[ACTIVITY]: Which lines of the listing below contain the word "cannot"? Return them.

[RECORDED INFORMATION]:
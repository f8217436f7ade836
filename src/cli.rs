//! CLI argument definitions.

use std::path::PathBuf;

use clap::{Parser, Subcommand};

/// Top-level CLI parser for `tfvc-bridge`.
#[derive(Debug, Parser)]
#[command(name = "tfvc-bridge", version, about = "Keep wiki page files under TFVC")]
pub struct Cli {
    /// Only touch local files; issue no backend commands.
    #[arg(long, global = true)]
    pub null: bool,
    /// The command to execute.
    #[command(subcommand)]
    pub command: Command,
}

/// Supported top-level subcommands.
#[derive(Debug, Subcommand)]
pub enum Command {
    /// Write a file and add or check it out.
    Write {
        /// File to write.
        path: PathBuf,
        /// Author recorded for the version.
        #[arg(long, default_value = "")]
        author: String,
        /// Read content from this file instead of stdin.
        #[arg(long)]
        source: Option<PathBuf>,
    },
    /// Delete files or directories.
    Delete {
        /// Paths to delete.
        #[arg(required = true)]
        paths: Vec<PathBuf>,
    },
    /// Create and register a directory.
    Mkdir {
        /// Directory to create.
        path: PathBuf,
        /// Author recorded for the version.
        #[arg(long, default_value = "")]
        author: String,
    },
    /// Move a file locally.
    Rename {
        /// Current path.
        from: PathBuf,
        /// New path.
        to: PathBuf,
    },
    /// List the files that exist, with their modification times.
    Revisions {
        /// Revision label.
        #[arg(long)]
        label: Option<String>,
        /// Files to look up.
        paths: Vec<PathBuf>,
    },
    /// Show version history.
    History {
        /// History depth to configure first.
        #[arg(long)]
        depth: Option<u32>,
        /// Files to look up.
        paths: Vec<PathBuf>,
    },
}
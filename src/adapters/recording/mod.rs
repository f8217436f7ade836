//! Recording adapters that capture interactions to cassettes.

pub mod filesystem;
pub mod shell;

pub use filesystem::RecordingFileSystem;
pub use shell::RecordingShellExecutor;

use std::sync::{Arc, Mutex};

use serde::Serialize;

use crate::cassette::recorder::CassetteRecorder;

/// Record an interaction with an infallible return value.
///
/// Mirror of `replaying::next_output`.
pub(crate) fn record_interaction<I, O>(
    recorder: &Arc<Mutex<CassetteRecorder>>,
    port: &str,
    method: &str,
    input: &I,
    output: &O,
) where
    I: Serialize,
    O: Serialize,
{
    let input_json = serde_json::to_value(input).expect("failed to serialize recording input");
    let output_json = serde_json::to_value(output).expect("failed to serialize recording output");

    let mut guard = recorder.lock().expect("recorder lock poisoned");
    guard.record(port, method, input_json, output_json);
}

/// Record a `Result<T, E>` interaction.
///
/// Mirror of `replaying::extract_result`: `Ok(v)` is stored as `{"ok": v}`
/// and `Err(e)` as `{"err": e.to_string()}`.
pub(crate) fn record_result<T, E, I>(
    recorder: &Arc<Mutex<CassetteRecorder>>,
    port: &str,
    method: &str,
    input: &I,
    result: &Result<T, E>,
) where
    T: Serialize,
    E: std::fmt::Display,
    I: Serialize,
{
    let input_json = serde_json::to_value(input).expect("failed to serialize recording input");

    let output_json = match result {
        Ok(v) => {
            let inner = serde_json::to_value(v).expect("failed to serialize ok value");
            serde_json::json!({ "ok": inner })
        }
        Err(e) => serde_json::json!({ "err": e.to_string() }),
    };

    let mut guard = recorder.lock().expect("recorder lock poisoned");
    guard.record(port, method, input_json, output_json);
}
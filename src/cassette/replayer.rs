//! Replays recorded interactions from a cassette.

use std::collections::HashMap;

use super::format::{Cassette, Interaction};

/// Queues interactions per port/method pair and serves them in order.
pub struct CassetteReplayer {
    queues: HashMap<(String, String), Vec<Interaction>>,
    cursors: HashMap<(String, String), usize>,
}

impl CassetteReplayer {
    /// Create a new replayer from a loaded cassette.
    #[must_use]
    pub fn new(cassette: &Cassette) -> Self {
        let mut queues: HashMap<(String, String), Vec<Interaction>> = HashMap::new();
        for interaction in &cassette.interactions {
            queues
                .entry((interaction.port.clone(), interaction.method.clone()))
                .or_default()
                .push(interaction.clone());
        }
        let cursors = queues.keys().map(|k| (k.clone(), 0)).collect();
        Self { queues, cursors }
    }

    /// Return the next interaction for the given port and method.
    ///
    /// # Panics
    ///
    /// Panics if the cassette has no (more) interactions for the pair. A
    /// replay that asks for more than was recorded means the code under
    /// test diverged from the recording.
    pub fn next_interaction(&mut self, port: &str, method: &str) -> &Interaction {
        let key = (port.to_string(), method.to_string());

        let Some(queue) = self.queues.get(&key) else {
            let mut available: Vec<String> =
                self.queues.keys().map(|(p, m)| format!("{p}::{m}")).collect();
            available.sort();
            panic!(
                "Cassette exhausted: no interactions recorded for {port}::{method}. \
                 Recorded pairs: [{}]",
                available.join(", ")
            );
        };

        let cursor = self.cursors.entry(key).or_insert(0);
        assert!(
            *cursor < queue.len(),
            "Cassette exhausted: all {count} interactions for {port}::{method} \
             have been consumed (last seq={last_seq})",
            count = queue.len(),
            last_seq = queue.last().map_or(0, |i| i.seq),
        );

        let interaction = &queue[*cursor];
        *cursor += 1;
        interaction
    }
}
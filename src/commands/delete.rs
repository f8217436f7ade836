//! `tfvc-bridge delete` command.

use std::path::PathBuf;

use chrono::Utc;

use crate::versions::{FileVersion, PageVersion, VersionsController};

/// Execute the `delete` command.
///
/// # Errors
///
/// Returns an error string if the controller reports a failure.
pub fn run(controller: &dyn VersionsController, paths: &[PathBuf]) -> Result<(), String> {
    let now = Utc::now();
    let versions: Vec<PageVersion> =
        paths.iter().map(|path| PageVersion::directory(path, "", now)).collect();
    let refs: Vec<&dyn FileVersion> = versions.iter().map(|v| v as &dyn FileVersion).collect();
    controller.delete(&refs).map_err(|e| e.to_string())
}
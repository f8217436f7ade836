//! Port traits defining external boundaries.
//!
//! Each trait represents a boundary between the versions controllers and an
//! external system (the local disk and the backend command line).
//! Implementations live in `src/adapters/`.

pub mod filesystem;
pub mod shell;

pub use filesystem::FileSystem;
pub use shell::{CommandLine, ShellExecutor, ShellOutput};
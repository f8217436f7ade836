//! Replaying adapters that serve recorded interactions instead of touching
//! the disk or launching processes.

pub mod filesystem;
pub mod shell;

pub use filesystem::ReplayingFileSystem;
pub use shell::ReplayingShellExecutor;

use std::sync::Mutex;

use crate::cassette::replayer::CassetteReplayer;

/// Pull the next recorded output for `port::method`.
pub(crate) fn next_output(
    replayer: &Mutex<CassetteReplayer>,
    port: &str,
    method: &str,
) -> serde_json::Value {
    let mut replayer = replayer.lock().expect("replayer lock poisoned");
    replayer.next_interaction(port, method).output.clone()
}

/// Decode a recorded `{"ok": ..}` / `{"err": ".."}` output.
pub(crate) fn extract_result<T: serde::de::DeserializeOwned>(
    output: &serde_json::Value,
    context: &str,
) -> Result<T, Box<dyn std::error::Error + Send + Sync>> {
    if let Some(err) = output.get("err") {
        let msg = err.as_str().unwrap_or("unknown error").to_string();
        return Err(msg.into());
    }
    let value = output.get("ok").unwrap_or(output);
    serde_json::from_value(value.clone())
        .map_err(|e| format!("{context}: failed to deserialize: {e}").into())
}
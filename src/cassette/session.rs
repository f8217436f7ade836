//! Recording session managing per-port cassette recorders.

use std::path::{Path, PathBuf};
use std::sync::{Arc, Mutex};

use chrono::Utc;

use super::recorder::CassetteRecorder;

/// Owns one `CassetteRecorder` per port for the duration of a recording.
///
/// Each port writes to its own cassette file inside `output_dir`, so the
/// directory can later be handed to `CassetteConfig::from_session_dir`.
pub struct RecordingSession {
    /// Recorder for filesystem interactions.
    pub fs: Arc<Mutex<CassetteRecorder>>,
    /// Recorder for backend command interactions.
    pub shell: Arc<Mutex<CassetteRecorder>>,
    output_dir: PathBuf,
}

impl RecordingSession {
    /// Create a session writing into `output_dir`, creating it if needed.
    ///
    /// # Errors
    ///
    /// Returns an error if the directory cannot be created.
    pub fn new_in(output_dir: impl Into<PathBuf>) -> Result<Self, String> {
        let output_dir = output_dir.into();
        std::fs::create_dir_all(&output_dir).map_err(|e| {
            format!("Failed to create cassette directory {}: {e}", output_dir.display())
        })?;

        let stamp = Utc::now().format("%Y-%m-%dT%H-%M-%S").to_string();
        let workspace = std::env::current_dir()
            .map(|p| p.display().to_string())
            .unwrap_or_else(|_| "unknown".to_string());

        let make_recorder = |port: &str| -> Arc<Mutex<CassetteRecorder>> {
            let path = output_dir.join(format!("{port}.cassette.yaml"));
            Arc::new(Mutex::new(CassetteRecorder::new(path, format!("{stamp}-{port}"), &workspace)))
        };

        Ok(Self { fs: make_recorder("fs"), shell: make_recorder("shell"), output_dir })
    }

    /// Directory the cassette files are written to.
    #[must_use]
    pub fn output_dir(&self) -> &Path {
        &self.output_dir
    }

    /// Write every port's cassette file.
    ///
    /// All recording adapters must have been dropped first.
    ///
    /// # Errors
    ///
    /// Returns an error if an adapter still holds a recorder or a file cannot be written.
    pub fn finish(self) -> Result<PathBuf, String> {
        fn finish_one(arc: Arc<Mutex<CassetteRecorder>>, port: &str) -> Result<(), String> {
            let recorder = Arc::try_unwrap(arc)
                .map_err(|_| format!("Recording adapter for {port} still has references"))?
                .into_inner()
                .map_err(|e| format!("Recorder lock for {port} poisoned: {e}"))?;
            recorder.finish().map_err(|e| format!("Failed to write {port} cassette: {e}"))?;
            Ok(())
        }

        finish_one(self.fs, "fs")?;
        finish_one(self.shell, "shell")?;
        Ok(self.output_dir)
    }
}
//! Live shell executor.
//!
//! Commands without a time limit run on `std::process::Command`. A time limit
//! moves the wait onto a current-thread tokio runtime so the child is killed
//! and its pipes abandoned as soon as the limit passes.

use std::process::{Command, Output, Stdio};
use std::time::Duration;

use crate::ports::shell::{CommandLine, ShellExecutor, ShellOutput};

/// Live shell executor that launches the program directly (no shell parsing).
pub struct LiveShellExecutor;

impl ShellExecutor for LiveShellExecutor {
    fn run(
        &self,
        command: &CommandLine,
    ) -> Result<ShellOutput, Box<dyn std::error::Error + Send + Sync>> {
        let Some(limit) = command.timeout else {
            let output = Command::new(&command.program)
                .args(&command.args)
                .stdin(Stdio::null())
                .output()?;
            return Ok(shell_output(&output));
        };

        let runtime = tokio::runtime::Builder::new_current_thread().enable_all().build()?;
        runtime.block_on(run_with_timeout(command, limit))
    }
}

async fn run_with_timeout(
    command: &CommandLine,
    limit: Duration,
) -> Result<ShellOutput, Box<dyn std::error::Error + Send + Sync>> {
    let child = tokio::process::Command::new(&command.program)
        .args(&command.args)
        .stdin(Stdio::null())
        .stdout(Stdio::piped())
        .stderr(Stdio::piped())
        .kill_on_drop(true)
        .spawn()?;

    // Dropping the wait future on expiry drops the child, which kills it.
    match tokio::time::timeout(limit, child.wait_with_output()).await {
        Ok(output) => Ok(shell_output(&output?)),
        Err(_) => Err(format!("`{command}` timed out after {limit:?}").into()),
    }
}

fn shell_output(output: &Output) -> ShellOutput {
    ShellOutput {
        exit_code: output.status.code().unwrap_or(-1),
        stdout: String::from_utf8_lossy(&output.stdout).into_owned(),
        stderr: String::from_utf8_lossy(&output.stderr).into_owned(),
    }
}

[RESPONSE]:
    /// Returns an error if the directory cannot be created.
    /// Returns an error if an adapter still holds a recorder or a file cannot be written.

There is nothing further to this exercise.